⟨
//! Image downloads for persisted records

use crate::config::FetchConfig;
use crate::storage::{ImageRecord, ImageStatus, StructuredRecord};
use std::path::{Path, PathBuf};
use std::time::Duration;
use url::Url;

/// Downloads record images into `<image_dir>/<record id>/<n>.<ext>`
///
/// Failures are reported per image and never abort the record.
pub struct ImageDownloader {
    client: reqwest::Client,
    image_dir: PathBuf,
}

impl ImageDownloader {
    pub fn new(config: &FetchConfig, image_dir: impl Into<PathBuf>) -> Result<Self, reqwest::Error> {
        let mut builder = reqwest::Client::builder()
            .timeout(Duration::from_secs(config.request_timeout_secs))
            .connect_timeout(Duration::from_secs(config.connect_timeout_secs));
        if let Some(user_agent) = config.user_agents.first() {
            builder = builder.user_agent(user_agent.clone());
        }

        Ok(Self {
            client: builder.build()?,
            image_dir: image_dir.into(),
        })
    }

    pub fn image_dir(&self) -> &Path {
        &self.image_dir
    }

    /// Downloads every image of `record`, one result per URL
    pub async fn download_all(&self, record: &StructuredRecord) -> Vec<ImageRecord> {
        let record_dir = self.image_dir.join(sanitize(&record.id));
        let mut results = Vec::with_capacity(record.image_urls.len());

        for (index, source_url) in record.image_urls.iter().enumerate() {
            let target = record_dir.join(format!("{}.{}", index + 1, extension(source_url)));
            let result = match self.download(source_url, &target).await {
                Ok(()) => ImageRecord {
                    record_id: record.id.clone(),
                    source_url: source_url.clone(),
                    local_path: Some(target.to_string_lossy().into_owned()),
                    status: ImageStatus::Downloaded,
                    error: None,
                },
                Err(message) => {
                    tracing::debug!("Image {} of record {} failed: {}", source_url, record.id, message);
                    ImageRecord {
                        record_id: record.id.clone(),
                        source_url: source_url.clone(),
                        local_path: None,
                        status: ImageStatus::Failed,
                        error: Some(message),
                    }
                }
            };
            results.push(result);
        }

        results
    }

    async fn download(&self, url: &str, target: &Path) -> Result<(), String> {
        let response = self.client.get(url).send().await.map_err(|e| e.to_string())?;
        let status = response.status();
        if !status.is_success() {
            return Err(format!("HTTP {}", status.as_u16()));
        }
        let bytes = response.bytes().await.map_err(|e| e.to_string())?;

        if let Some(parent) = target.parent() {
            tokio::fs::create_dir_all(parent)
                .await
                .map_err(|e| e.to_string())?;
        }
        tokio::fs::write(target, &bytes)
            .await
            .map_err(|e| e.to_string())
    }
}

/// File extension of an image URL, "jpg" when there is no usable one
fn extension(url: &str) -> String {
    Url::parse(url)
        .ok()
        .and_then(|parsed| {
            let last = parsed.path_segments()?.last()?.to_string();
            let (_, ext) = last.rsplit_once('.')?;
            let ext = ext.to_ascii_lowercase();
            (!ext.is_empty() && ext.len() <= 5 && ext.chars().all(|c| c.is_ascii_alphanumeric()))
                .then_some(ext)
        })
        .unwrap_or_else(|| "jpg".to_string())
}

/// Keeps a record id safe to use as a directory name
fn sanitize(id: &str) -> String {
    let cleaned: String = id
        .chars()
        .map(|c| {
            if c.is_ascii_alphanumeric() || c == '-' || c == '_' {
                c
            } else {
                '_'
            }
        })
        .collect();
    if cleaned.is_empty() {
        "_".to_string()
    } else {
        cleaned
    }
}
⟩
Each record above should be set down again in its exact wording.

//! Image downloads for persisted records

use crate::config::FetchConfig;
use crate::storage::{ImageRecord, ImageStatus, StructuredRecord};
use std::path::{Path, PathBuf};
use std::time::Duration;
use url::Url;

/// Downloads record images into `<image_dir>/<record id>/<n>.<ext>`
///
/// Failures are reported per image and never abort the record.
pub struct ImageDownloader {
    client: reqwest::Client,
    image_dir: PathBuf,
}

impl ImageDownloader {
    pub fn new(config: &FetchConfig, image_dir: impl Into<PathBuf>) -> Result<Self, reqwest::Error> {
        let mut builder = reqwest::Client::builder()
            .timeout(Duration::from_secs(config.request_timeout_secs))
            .connect_timeout(Duration::from_secs(config.connect_timeout_secs));
        if let Some(user_agent) = config.user_agents.first() {
            builder = builder.user_agent(user_agent.clone());
        }

        Ok(Self {
            client: builder.build()?,
            image_dir: image_dir.into(),
        })
    }

    pub fn image_dir(&self) -> &Path {
        &self.image_dir
    }

    /// Downloads every image of `record`, one result per URL
    pub async fn download_all(&self, record: &StructuredRecord) -> Vec<ImageRecord> {
        let record_dir = self.image_dir.join(sanitize(&record.id));
        let mut results = Vec::with_capacity(record.image_urls.len());

        for (index, source_url) in record.image_urls.iter().enumerate() {
            let target = record_dir.join(format!("{}.{}", index + 1, extension(source_url)));
            let result = match self.download(source_url, &target).await {
                Ok(()) => ImageRecord {
                    record_id: record.id.clone(),
                    source_url: source_url.clone(),
                    local_path: Some(target.to_string_lossy().into_owned()),
                    status: ImageStatus::Downloaded,
                    error: None,
                },
                Err(message) => {
                    tracing::debug!("Image {} of record {} failed: {}", source_url, record.id, message);
                    ImageRecord {
                        record_id: record.id.clone(),
                        source_url: source_url.clone(),
                        local_path: None,
                        status: ImageStatus::Failed,
                        error: Some(message),
                    }
                }
            };
            results.push(result);
        }

        results
    }

    async fn download(&self, url: &str, target: &Path) -> Result<(), String> {
        let response = self.client.get(url).send().await.map_err(|e| e.to_string())?;
        let status = response.status();
        if !status.is_success() {
            return Err(format!("HTTP {}", status.as_u16()));
        }
        let bytes = response.bytes().await.map_err(|e| e.to_string())?;

        if let Some(parent) = target.parent() {
            tokio::fs::create_dir_all(parent)
                .await
                .map_err(|e| e.to_string())?;
        }
        tokio::fs::write(target, &bytes)
            .await
            .map_err(|e| e.to_string())
    }
}

/// File extension of an image URL, "jpg" when there is no usable one
fn extension(url: &str) -> String {
    Url::parse(url)
        .ok()
        .and_then(|parsed| {
            let last = parsed.path_segments()?.last()?.to_string();
            let (_, ext) = last.rsplit_once('.')?;
            let ext = ext.to_ascii_lowercase();
            (!ext.is_empty() && ext.len() <= 5 && ext.chars().all(|c| c.is_ascii_alphanumeric()))
                .then_some(ext)
        })
        .unwrap_or_else(|| "jpg".to_string())
}

/// Keeps a record id safe to use as a directory name
fn sanitize(id: &str) -> String {
    let cleaned: String = id
        .chars()
        .map(|c| {
            if c.is_ascii_alphanumeric() || c == '-' || c == '_' {
                c
            } else {
                '_'
            }
        })
        .collect();
    if cleaned.is_empty() {
        "_".to_string()
    } else {
        cleaned
    }
}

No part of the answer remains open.